The aerobic baseline is the most important and most frequently wrong baseline. Athletes consistently overestimate their Zone 2 pace because they test it on fresh legs running a comfortable distance without monitoring heart rate. The pace that "feels easy" is often 20–30 beats per minute above Zone 2.
How to find your Zone 2 pace correctly:
For most strength athletes without consistent running history, this pace is slower than expected. A 200-pound athlete with a strong gym background may find Zone 2 requires 11:00–13:00 per mile, or a run-walk pattern. This is not a problem. This is data.
The full-sentences test as a field check: attempt to speak a complete sentence of 8–10 words while running. If you cannot complete the sentence without breaking to breathe mid-sentence, you are above Zone 2. This is Viada's field-expedient check and is accurate enough for session management without monitoring equipment.
Your ME working max is not your all-time best lift. It is not the weight you hit on your best day three years ago. It is the weight you can confidently take to RPE 8–9 today, with current fitness, mobility, and movement quality.
The correct process is not a true 1RM test. For less experienced trainees, a 1RM may be less indicative of true capacity than a 3RM, as heavy loads can cause form panic and produce lower numbers than the athlete is capable of. Perform a structured ramp-up to a top set of 2–3 reps that feels like RPE 8 — hard, close to the limit, but with form intact and no grinding. Estimate 1RM: your 2RM weight × 1.06, or 3RM weight × 1.08. These conservative estimates are appropriate for training max purposes.
Assess separately: back squat, conventional or sumo deadlift, strict press, bench press, and front squat.
If movement quality is inadequate: if you cannot squat to depth with a load you can move for 3 reps, you have a mobility limitation to address before meaningful loading begins. If the movements feel unfamiliar but technically reasonable, proceed with conservative assessment and treat the first cycle of ETR as a technique development phase.
2-mile run: Run 2 miles as fast as you can sustain from start to finish. Even pacing. A survival shuffle second mile is not a competitive time — it is evidence of pacing error.
Strict pull-up capacity: Max unbroken from dead hang. Under 5: significant development needed. 5–10: functional. Over 10: strong base.

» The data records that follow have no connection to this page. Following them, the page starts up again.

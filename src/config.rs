use std::{
    env, fmt,
    fmt::Display,
    net::{Ipv4Addr, SocketAddr, SocketAddrV4},
    str::FromStr,
    time::Duration,
};

use tracing::{info, warn};

use crate::error::{PlannerError, Result};

pub const DEFAULT_BASE_URL: &str = "https://api.openai.com/v1";
pub const DEFAULT_MODEL: &str = "gpt-4o-mini";
pub const DEFAULT_TEMPERATURE: f32 = 0.7;
pub const DEFAULT_TIMEOUT_SECS: u64 = 60;
pub const DEFAULT_BIND: SocketAddr =
    SocketAddr::V4(SocketAddrV4::new(Ipv4Addr::UNSPECIFIED, 8080));

/// Settings for the chat completion provider, injected into the planner.
#[derive(Clone)]
pub struct PlannerConfig {
    pub api_key: String,
    pub base_url: String,
    pub model: String,
    pub temperature: f32,
    pub timeout: Duration,
}

impl PlannerConfig {
    pub fn new(api_key: impl Into<String>) -> Self {
        Self {
            api_key: api_key.into(),
            base_url: DEFAULT_BASE_URL.to_string(),
            model: DEFAULT_MODEL.to_string(),
            temperature: DEFAULT_TEMPERATURE,
            timeout: Duration::from_secs(DEFAULT_TIMEOUT_SECS),
        }
    }

    pub fn with_base_url(mut self, base_url: impl Into<String>) -> Self {
        self.base_url = base_url.into();
        self
    }

    pub fn with_model(mut self, model: impl Into<String>) -> Self {
        self.model = model.into();
        self
    }

    pub fn with_temperature(mut self, temperature: f32) -> Self {
        self.temperature = temperature;
        self
    }

    pub fn with_timeout(mut self, timeout: Duration) -> Self {
        self.timeout = timeout;
        self
    }

    /// Build from `OPENAI_*` environment variables. Only the API key is required.
    pub fn from_env() -> Result<Self> {
        let api_key = env::var("OPENAI_API_KEY")
            .ok()
            .filter(|key| !key.trim().is_empty())
            .ok_or_else(|| {
                PlannerError::Config(
                    "OPENAI_API_KEY environment variable must be set before creating a planner"
                        .to_string(),
                )
            })?;

        Ok(Self::new(api_key).with_env_overrides())
    }

    /// Replace the non-secret settings with `OPENAI_*` values where present.
    pub fn with_env_overrides(self) -> Self {
        Self {
            base_url: try_load("OPENAI_BASE_URL", self.base_url),
            model: try_load("OPENAI_MODEL", self.model),
            temperature: try_load("OPENAI_TEMPERATURE", self.temperature),
            timeout: Duration::from_secs(try_load("OPENAI_TIMEOUT_SECS", self.timeout.as_secs())),
            ..self
        }
    }
}

impl fmt::Debug for PlannerConfig {
    fn fmt(&self, f: &mut fmt::Formatter<'_>) -> fmt::Result {
        f.debug_struct("PlannerConfig")
            .field("api_key", &"<redacted>")
            .field("base_url", &self.base_url)
            .field("model", &self.model)
            .field("temperature", &self.temperature)
            .field("timeout", &self.timeout)
            .finish()
    }
}

/// HTTP listener settings.
#[derive(Debug, Clone)]
pub struct ServerConfig {
    pub bind: SocketAddr,
}

impl ServerConfig {
    pub fn from_env() -> Self {
        Self {
            bind: try_load("TRAVEL_PLANNER_BIND", DEFAULT_BIND),
        }
    }
}

impl Default for ServerConfig {
    fn default() -> Self {
        Self {
            bind: DEFAULT_BIND,
        }
    }
}

fn try_load<T>(key: &str, default: T) -> T
where
    T: FromStr + Display,
    T::Err: Display,
{
    match env::var(key) {
        Ok(raw) => raw.trim().parse().unwrap_or_else(|err| {
            warn!("Invalid {key} value {raw:?}: {err}, using default: {default}");
            default
        }),
        Err(_) => {
            info!("{key} not set, using default: {default}");
            default
        }
    }
}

Broad jump: Three attempts for maximum distance. Under 6 feet: significant power development needed. 6–8 feet: functional. Over 8 feet: strong power base.
The most common baseline pattern for the target athlete — former athlete or first responder returning to serious training — is significant strength-aerobic imbalance: meaningful barbell strength with an underdeveloped aerobic base. The deadlift might be 300 pounds while the 2-mile run is 20 minutes.

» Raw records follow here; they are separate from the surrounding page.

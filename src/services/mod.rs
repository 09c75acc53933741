pub mod interpreter;
pub mod openai_client;
pub mod prompt;

pub use interpreter::{extract_content, interpret_completion};
pub use openai_client::{ChatCompletionRequest, OpenAIClient};
pub use prompt::{build_system_prompt, build_user_prompt};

This is not a problem. It is the starting point the program is designed for. The strength background provides structural foundation — bone density, connective tissue robustness, motor pattern competence in the barbell movements — that the endurance athlete approaching from the opposite direction lacks. But the aerobic base has to be built from the ground up, and it cannot be rushed. The first several cycles of ETR will feel aerobically demanding relative to the strength work for this athlete, and that's exactly right.
The reverse pattern — strong aerobic base, minimal strength — needs the same approach from the other direction. Don't compensate by adding extra strength work outside the program. The program provides exactly the amount of strength development appropriate for concurrent hybrid development. Adding more will compromise recovery.

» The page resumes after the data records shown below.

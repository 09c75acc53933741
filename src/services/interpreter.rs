use serde_json::Value;
use tracing::error;

use crate::{
    error::ResponseParseError,
    types::{ItineraryResult, TokenUsage},
};

/// Turn a raw chat completion envelope into an [`ItineraryResult`].
///
/// Unparseable completion text is an error carrying the text. Valid JSON
/// without a `cities` key yields an empty list.
pub fn interpret_completion(envelope: Value) -> Result<ItineraryResult, ResponseParseError> {
    let content = extract_content(&envelope);

    let parsed: Value = serde_json::from_str(&content).map_err(|err| {
        error!(
            target: "travel_planner::pipeline",
            content = %content,
            error = %err,
            "failed to parse completion JSON"
        );
        ResponseParseError::new(content.clone(), err.to_string())
    })?;

    let cities = extract_cities(&parsed)
        .map_err(|message| ResponseParseError::new(content.clone(), message))?;

    Ok(ItineraryResult::new(
        cities,
        content,
        extract_usage(&envelope),
        envelope
            .get("model")
            .and_then(Value::as_str)
            .map(str::to_string),
    ))
}

/// `choices[0].message.content`, or an empty string when absent.
pub fn extract_content(envelope: &Value) -> String {
    envelope
        .get("choices")
        .and_then(|choices| choices.get(0))
        .and_then(|choice| choice.get("message"))
        .and_then(|message| message.get("content"))
        .and_then(Value::as_str)
        .unwrap_or_default()
        .to_string()
}

fn extract_cities(parsed: &Value) -> Result<Vec<String>, String> {
    let cities = match parsed.get("cities") {
        None | Some(Value::Null) => return Ok(Vec::new()),
        Some(Value::Array(items)) => items,
        Some(other) => return Err(format!("`cities` must be an array, got {other}")),
    };

    cities
        .iter()
        .enumerate()
        .map(|(idx, city)| {
            city.as_str()
                .map(str::to_string)
                .ok_or_else(|| format!("`cities[{idx}]` must be a string, got {city}"))
        })
        .collect()
}

fn extract_usage(envelope: &Value) -> Option<TokenUsage> {
    envelope
        .get("usage")
        .cloned()
        .and_then(|usage| serde_json::from_value(usage).ok())
}

#[cfg(test)]
mod tests {
    use super::*;
    use serde_json::json;

    fn envelope(content: Value) -> Value {
        json!({
            "id": "chatcmpl-123",
            "model": "gpt-4o-mini-2024-07-18",
            "choices": [{
                "index": 0,
                "message": { "role": "assistant", "content": content },
                "finish_reason": "stop"
            }],
            "usage": { "prompt_tokens": 420, "completion_tokens": 17, "total_tokens": 437 }
        })
    }

    #[test]
    fn test_parses_cities_in_order() {
        let result =
            interpret_completion(envelope(json!(r#"{"cities":["Paris","Zurich"]}"#))).unwrap();

        assert_eq!(result.cities, vec!["Paris", "Zurich"]);
        assert_eq!(result.raw_response, r#"{"cities":["Paris","Zurich"]}"#);
        assert_eq!(result.model.as_deref(), Some("gpt-4o-mini-2024-07-18"));
        assert_eq!(
            result.usage,
            Some(TokenUsage {
                prompt_tokens: 420,
                completion_tokens: 17,
                total_tokens: 437
            })
        );
    }

    #[test]
    fn test_invalid_json_carries_text() {
        let err = interpret_completion(envelope(json!("not json"))).unwrap_err();
        assert_eq!(err.content, "not json");
    }

    #[test]
    fn test_missing_cities_key_is_empty() {
        let result = interpret_completion(envelope(json!("{}"))).unwrap();
        assert!(result.cities.is_empty());
        assert_eq!(result.raw_response, "{}");
    }

    #[test]
    fn test_absent_content_is_parse_error_on_empty_text() {
        let err = interpret_completion(json!({ "choices": [] })).unwrap_err();
        assert_eq!(err.content, "");

        let err = interpret_completion(envelope(Value::Null)).unwrap_err();
        assert_eq!(err.content, "");
    }

    #[test]
    fn test_wrong_cities_shape_is_rejected() {
        let err = interpret_completion(envelope(json!(r#"{"cities":"Paris"}"#))).unwrap_err();
        assert!(err.message.contains("must be an array"));

        let err = interpret_completion(envelope(json!(r#"{"cities":["Paris", 3]}"#))).unwrap_err();
        assert!(err.message.contains("cities[1]"));
    }

    #[test]
    fn test_usage_and_model_are_optional() {
        let result = interpret_completion(json!({
            "choices": [{ "message": { "content": "{\"cities\":[\"Milan\"]}" } }]
        }))
        .unwrap();

        assert_eq!(result.cities, vec!["Milan"]);
        assert!(result.usage.is_none());
        assert!(result.model.is_none());
    }
}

The Zone 2 pace assessment. They skip it because it is humbling — finding out that Zone 2 requires a 12-minute mile when you were expecting 9-minute miles is uncomfortable. It feels like failure. It is the most important thing you will learn before you start the program.
Your Zone 2 pace is the reference point against which all aerobic progress is measured. If you don't establish it accurately, you will either run too fast on Zone 2 days (accumulating glycolytic fatigue instead of aerobic adaptation) or run at a pace that simply doesn't match your actual development, making Day 8 sessions feel like conditioning rather than the recovery-promoting base work they're designed to be.
Set the baseline. Find the real number. Be honest about where you are. The program is built to meet you there — not to evaluate you based on where you thought you'd be. The only baseline that is wrong is the one you haven't established yet.
Know where you are. ETR is built to start from there.